> PROBLEM TO WORK ON: Check each line of the data for "forwarder", and copy the ones that have it.

> MATERIAL PROVIDED:
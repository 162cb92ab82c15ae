//! HTTP server setup and configuration.
//!
//! # Responsibilities
//! - Create Axum Router with all handlers
//! - Wire up middleware (request ID, tracing, timeout, body limit, gate)
//! - Bind server to listener
//! - Graceful shutdown on signal or broadcast

use std::net::SocketAddr;
use std::sync::Arc;
use std::time::Duration;

use axum::{
    middleware,
    routing::{get, post},
    Router,
};
use tokio::net::TcpListener;
use tokio::sync::broadcast;
use tower_http::{
    limit::RequestBodyLimitLayer,
    request_id::{MakeRequestUuid, PropagateRequestIdLayer, SetRequestIdLayer},
    timeout::TimeoutLayer,
    trace::TraceLayer,
};

use crate::config::{ModelCatalog, ProxyConfig};
use crate::http::handlers;
use crate::keys::TokenStore;
use crate::proxy::{ForwardingProxy, RequestTransformer};
use crate::security::{security_gate_middleware, GateLayerState, SecurityGate};

/// Application state injected into handlers.
#[derive(Clone)]
pub struct AppState {
    pub tokens: Arc<TokenStore>,
    pub transformer: Arc<RequestTransformer>,
    pub forwarder: Arc<ForwardingProxy>,
    pub models: ModelCatalog,
    pub public_endpoint_url: Option<String>,
}

/// HTTP server for the chat proxy.
pub struct HttpServer {
    router: Router,
}

impl HttpServer {
    /// Create a new HTTP server with the given configuration.
    pub fn new(config: ProxyConfig) -> Result<Self, reqwest::Error> {
        let state = AppState {
            tokens: Arc::new(TokenStore::new()),
            transformer: Arc::new(RequestTransformer::new(&config.models)),
            forwarder: Arc::new(ForwardingProxy::new(&config.upstream)?),
            models: config.models.clone(),
            public_endpoint_url: config.upstream.public_endpoint_url.clone(),
        };

        Ok(Self {
            router: Self::build_router(&config, state),
        })
    }

    /// Build the Axum router with all middleware layers.
    ///
    /// Layer order (outermost first): request-id set/propagate, trace,
    /// timeout, body limit, security gate. The gate therefore sees every
    /// request after it has a correlation id and before any handler runs.
    fn build_router(config: &ProxyConfig, state: AppState) -> Router {
        let gate_state = Arc::new(GateLayerState {
            gate: SecurityGate::new(&config.security, &config.rate_limit),
            max_body_bytes: config.listener.max_body_bytes,
        });

        // The timeout backstops the upstream call; streaming responses
        // produce headers early and are not cut off by it.
        let request_timeout = Duration::from_secs(config.upstream.timeout_secs + 5);

        Router::new()
            .route("/health", get(handlers::health))
            .route("/v1/generate-key", post(handlers::generate_key))
            .route("/v1/models", get(handlers::list_models))
            .route("/v1/chat/completions", post(handlers::chat_completions))
            .with_state(state)
            .layer(middleware::from_fn_with_state(
                gate_state,
                security_gate_middleware,
            ))
            .layer(RequestBodyLimitLayer::new(config.listener.max_body_bytes))
            .layer(TimeoutLayer::new(request_timeout))
            .layer(TraceLayer::new_for_http())
            .layer(PropagateRequestIdLayer::x_request_id())
            .layer(SetRequestIdLayer::x_request_id(MakeRequestUuid))
    }

    /// Run the server until shutdown is signalled.
    pub async fn run(
        self,
        listener: TcpListener,
        mut shutdown: broadcast::Receiver<()>,
    ) -> Result<(), std::io::Error> {
        let addr = listener.local_addr()?;
        tracing::info!(address = %addr, "HTTP server starting");

        let app = self
            .router
            .into_make_service_with_connect_info::<SocketAddr>();

        axum::serve(listener, app)
            .with_graceful_shutdown(async move {
                tokio::select! {
                    _ = shutdown_signal() => {}
                    _ = shutdown.recv() => {}
                }
                tracing::info!("Shutdown signal received");
            })
            .await?;

        tracing::info!("HTTP server stopped");
        Ok(())
    }
}

/// Wait for Ctrl+C.
async fn shutdown_signal() {
    if let Err(e) = tokio::signal::ctrl_c().await {
        tracing::error!(error = %e, "Failed to install Ctrl+C handler");
        // Fall back to never resolving; the broadcast channel still works.
        std::future::pending::<()>().await;
    }
}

> TASK SOLUTION:
    pub forwarder: Arc<ForwardingProxy>,
            forwarder: Arc::new(ForwardingProxy::new(&config.upstream)?),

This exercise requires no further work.